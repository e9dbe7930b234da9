//! Response cache for the LLM adapter
//!
//! Every operation is cached under a deterministic key derived from its
//! inputs. Entries expire after the configured TTL.

use std::collections::HashMap;
use std::time::{Duration, Instant};

use async_trait::async_trait;
use serde::de::DeserializeOwned;
use serde::Serialize;
use serde_json::Value;
use tokio::sync::Mutex;
use tracing::debug;

use crate::domain::{Analysis, Blueprint, PerformanceStats, Task, Worker};

use super::client::{AssignmentScore, LlmAdapter};
use super::LlmError;

struct CacheEntry {
    stored_at: Instant,
    value: Value,
}

/// TTL cache wrapping any adapter
pub struct CachedAdapter<A> {
    inner: A,
    ttl: Duration,
    entries: Mutex<HashMap<String, CacheEntry>>,
}

impl<A: LlmAdapter> CachedAdapter<A> {
    pub fn new(inner: A, ttl: Duration) -> Self {
        Self {
            inner,
            ttl,
            entries: Mutex::new(HashMap::new()),
        }
    }

    async fn lookup<T: DeserializeOwned>(&self, key: &str) -> Option<T> {
        let mut entries = self.entries.lock().await;
        if let Some(entry) = entries.get(key) {
            if entry.stored_at.elapsed() < self.ttl {
                debug!(key, "CachedAdapter: hit");
                return serde_json::from_value(entry.value.clone()).ok();
            }
            entries.remove(key);
        }
        None
    }

    async fn store<T: Serialize>(&self, key: String, value: &T) {
        if let Ok(value) = serde_json::to_value(value) {
            let mut entries = self.entries.lock().await;
            entries.insert(key, CacheEntry { stored_at: Instant::now(), value });
        }
    }

    /// Number of live (possibly expired) entries, for tests and introspection
    pub async fn len(&self) -> usize {
        self.entries.lock().await.len()
    }

    pub async fn is_empty(&self) -> bool {
        self.len().await == 0
    }
}

fn key_for(kind: &str, parts: &[&str]) -> String {
    // Deterministic and order-preserving; inputs are joined with a separator
    // that cannot occur inside JSON-escaped content.
    format!("{}\u{1f}{}", kind, parts.join("\u{1f}"))
}

#[async_trait]
impl<A: LlmAdapter> LlmAdapter for CachedAdapter<A> {
    async fn analyze_requirements(&self, text: &str) -> Result<Analysis, LlmError> {
        let key = key_for("analyze_requirements", &[text]);
        if let Some(hit) = self.lookup(&key).await {
            return Ok(hit);
        }
        let result = self.inner.analyze_requirements(text).await?;
        self.store(key, &result).await;
        Ok(result)
    }

    async fn create_blueprint(&self, analysis: &Analysis, original_text: &str) -> Result<Blueprint, LlmError> {
        let analysis_json = serde_json::to_string(analysis)?;
        let key = key_for("create_blueprint", &[&analysis_json, original_text]);
        if let Some(hit) = self.lookup(&key).await {
            return Ok(hit);
        }
        let result = self.inner.create_blueprint(analysis, original_text).await?;
        self.store(key, &result).await;
        Ok(result)
    }

    async fn generate_tasks(&self, blueprint: &Blueprint, specialists: &[String]) -> Result<Vec<Task>, LlmError> {
        let blueprint_json = serde_json::to_string(blueprint)?;
        let specialists_json = specialists.join(",");
        let key = key_for("generate_tasks", &[&blueprint_json, &specialists_json]);
        if let Some(hit) = self.lookup(&key).await {
            return Ok(hit);
        }
        let result = self.inner.generate_tasks(blueprint, specialists).await?;
        self.store(key, &result).await;
        Ok(result)
    }

    async fn score_assignment(
        &self,
        task: &Task,
        worker: &Worker,
        history: &PerformanceStats,
    ) -> Result<AssignmentScore, LlmError> {
        let history_json = serde_json::to_string(history)?;
        let key = key_for("score_assignment", &[&task.id, &worker.id, &history_json]);
        if let Some(hit) = self.lookup(&key).await {
            return Ok(hit);
        }
        let result = self.inner.score_assignment(task, worker, history).await?;
        self.store(key, &result).await;
        Ok(result)
    }
}

#[cfg(test)]
mod tests {
    use super::*;
    use crate::llm::client::mock::MockAdapter;

    fn analysis(domain: &str) -> Analysis {
        Analysis { domain: domain.to_string(), ..Default::default() }
    }

    #[tokio::test]
    async fn test_cache_hit_skips_inner() {
        let mock = MockAdapter::new();
        mock.push_analysis(Ok(analysis("hr")));
        // Only one scripted response: a second inner call would error

        let cached = CachedAdapter::new(mock, Duration::from_secs(60));

        let first = cached.analyze_requirements("build hr portal").await.unwrap();
        let second = cached.analyze_requirements("build hr portal").await.unwrap();
        assert_eq!(first.domain, "hr");
        assert_eq!(second.domain, "hr");
        assert_eq!(cached.len().await, 1);
    }

    #[tokio::test]
    async fn test_different_inputs_different_keys() {
        let mock = MockAdapter::new();
        mock.push_analysis(Ok(analysis("hr")));
        mock.push_analysis(Ok(analysis("finance")));

        let cached = CachedAdapter::new(mock, Duration::from_secs(60));

        let a = cached.analyze_requirements("hr portal").await.unwrap();
        let b = cached.analyze_requirements("expense tracker").await.unwrap();
        assert_eq!(a.domain, "hr");
        assert_eq!(b.domain, "finance");
        assert_eq!(cached.len().await, 2);
    }

    #[tokio::test]
    async fn test_expired_entry_refetches() {
        let mock = MockAdapter::new();
        mock.push_analysis(Ok(analysis("hr")));
        mock.push_analysis(Ok(analysis("it")));

        let cached = CachedAdapter::new(mock, Duration::from_millis(10));

        let first = cached.analyze_requirements("portal").await.unwrap();
        assert_eq!(first.domain, "hr");

        tokio::time::sleep(Duration::from_millis(30)).await;

        let second = cached.analyze_requirements("portal").await.unwrap();
        assert_eq!(second.domain, "it");
    }

    #[tokio::test]
    async fn test_errors_not_cached() {
        let mock = MockAdapter::new();
        mock.push_analysis(Err(LlmError::Timeout(Duration::from_secs(1))));
        mock.push_analysis(Ok(analysis("hr")));

        let cached = CachedAdapter::new(mock, Duration::from_secs(60));

        assert!(cached.analyze_requirements("portal").await.is_err());
        let second = cached.analyze_requirements("portal").await.unwrap();
        assert_eq!(second.domain, "hr");
    }
}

(WHAT YOU HAVE TO DO): All entries above are to be reproduced exactly.

(RESPONSE TO THIS EXERCISE):
repository e9dbe7930b234da9
//! Response cache for the LLM adapter
//!
//! Every operation is cached under a deterministic key derived from its
//! inputs. Entries expire after the configured TTL.

use std::collections::HashMap;
use std::time::{Duration, Instant};

use async_trait::async_trait;
use serde::de::DeserializeOwned;
use serde::Serialize;
use serde_json::Value;
use tokio::sync::Mutex;
use tracing::debug;

use crate::domain::{Analysis, Blueprint, PerformanceStats, Task, Worker};

use super::client::{AssignmentScore, LlmAdapter};
use super::LlmError;

struct CacheEntry {
    stored_at: Instant,
    value: Value,
}

/// TTL cache wrapping any adapter
pub struct CachedAdapter<A> {
    inner: A,
    ttl: Duration,
    entries: Mutex<HashMap<String, CacheEntry>>,
}

impl<A: LlmAdapter> CachedAdapter<A> {
    pub fn new(inner: A, ttl: Duration) -> Self {
        Self {
            inner,
            ttl,
            entries: Mutex::new(HashMap::new()),
        }
    }

    async fn lookup<T: DeserializeOwned>(&self, key: &str) -> Option<T> {
        let mut entries = self.entries.lock().await;
        if let Some(entry) = entries.get(key) {
            if entry.stored_at.elapsed() < self.ttl {
                debug!(key, "CachedAdapter: hit");
                return serde_json::from_value(entry.value.clone()).ok();
            }
            entries.remove(key);
        }
        None
    }

    async fn store<T: Serialize>(&self, key: String, value: &T) {
        if let Ok(value) = serde_json::to_value(value) {
            let mut entries = self.entries.lock().await;
            entries.insert(key, CacheEntry { stored_at: Instant::now(), value });
        }
    }

    /// Number of live (possibly expired) entries, for tests and introspection
    pub async fn len(&self) -> usize {
        self.entries.lock().await.len()
    }

    pub async fn is_empty(&self) -> bool {
        self.len().await == 0
    }
}

fn key_for(kind: &str, parts: &[&str]) -> String {
    // Deterministic and order-preserving; inputs are joined with a separator
    // that cannot occur inside JSON-escaped content.
    format!("{}\u{1f}{}", kind, parts.join("\u{1f}"))
}

#[async_trait]
impl<A: LlmAdapter> LlmAdapter for CachedAdapter<A> {
    async fn analyze_requirements(&self, text: &str) -> Result<Analysis, LlmError> {
        let key = key_for("analyze_requirements", &[text]);
        if let Some(hit) = self.lookup(&key).await {
            return Ok(hit);
        }
        let result = self.inner.analyze_requirements(text).await?;
        self.store(key, &result).await;
        Ok(result)
    }

    async fn create_blueprint(&self, analysis: &Analysis, original_text: &str) -> Result<Blueprint, LlmError> {
        let analysis_json = serde_json::to_string(analysis)?;
        let key = key_for("create_blueprint", &[&analysis_json, original_text]);
        if let Some(hit) = self.lookup(&key).await {
            return Ok(hit);
        }
        let result = self.inner.create_blueprint(analysis, original_text).await?;
        self.store(key, &result).await;
        Ok(result)
    }

    async fn generate_tasks(&self, blueprint: &Blueprint, specialists: &[String]) -> Result<Vec<Task>, LlmError> {
        let blueprint_json = serde_json::to_string(blueprint)?;
        let specialists_json = specialists.join(",");
        let key = key_for("generate_tasks", &[&blueprint_json, &specialists_json]);
        if let Some(hit) = self.lookup(&key).await {
            return Ok(hit);
        }
        let result = self.inner.generate_tasks(blueprint, specialists).await?;
        self.store(key, &result).await;
        Ok(result)
    }

    async fn score_assignment(
        &self,
        task: &Task,
        worker: &Worker,
        history: &PerformanceStats,
    ) -> Result<AssignmentScore, LlmError> {
        let history_json = serde_json::to_string(history)?;
        let key = key_for("score_assignment", &[&task.id, &worker.id, &history_json]);
        if let Some(hit) = self.lookup(&key).await {
            return Ok(hit);
        }
        let result = self.inner.score_assignment(task, worker, history).await?;
        self.store(key, &result).await;
        Ok(result)
    }
}

#[cfg(test)]
mod tests {
    use super::*;
    use crate::llm::client::mock::MockAdapter;

    fn analysis(domain: &str) -> Analysis {
        Analysis { domain: domain.to_string(), ..Default::default() }
    }

    #[tokio::test]
    async fn test_cache_hit_skips_inner() {
        let mock = MockAdapter::new();
        mock.push_analysis(Ok(analysis("hr")));
        // Only one scripted response: a second inner call would error

        let cached = CachedAdapter::new(mock, Duration::from_secs(60));

        let first = cached.analyze_requirements("build hr portal").await.unwrap();
        let second = cached.analyze_requirements("build hr portal").await.unwrap();
        assert_eq!(first.domain, "hr");
        assert_eq!(second.domain, "hr");
        assert_eq!(cached.len().await, 1);
    }

    #[tokio::test]
    async fn test_different_inputs_different_keys() {
        let mock = MockAdapter::new();
        mock.push_analysis(Ok(analysis("hr")));
        mock.push_analysis(Ok(analysis("finance")));

        let cached = CachedAdapter::new(mock, Duration::from_secs(60));

        let a = cached.analyze_requirements("hr portal").await.unwrap();
        let b = cached.analyze_requirements("expense tracker").await.unwrap();
        assert_eq!(a.domain, "hr");
        assert_eq!(b.domain, "finance");
        assert_eq!(cached.len().await, 2);
    }

    #[tokio::test]
    async fn test_expired_entry_refetches() {
        let mock = MockAdapter::new();
        mock.push_analysis(Ok(analysis("hr")));
        mock.push_analysis(Ok(analysis("it")));

        let cached = CachedAdapter::new(mock, Duration::from_millis(10));

        let first = cached.analyze_requirements("portal").await.unwrap();
        assert_eq!(first.domain, "hr");

        tokio::time::sleep(Duration::from_millis(30)).await;

        let second = cached.analyze_requirements("portal").await.unwrap();
        assert_eq!(second.domain, "it");
    }

    #[tokio::test]
    async fn test_errors_not_cached() {
        let mock = MockAdapter::new();
        mock.push_analysis(Err(LlmError::Timeout(Duration::from_secs(1))));
        mock.push_analysis(Ok(analysis("hr")));

        let cached = CachedAdapter::new(mock, Duration::from_secs(60));

        assert!(cached.analyze_requirements("portal").await.is_err());
        let second = cached.analyze_requirements("portal").await.unwrap();
        assert_eq!(second.domain, "hr");
    }
}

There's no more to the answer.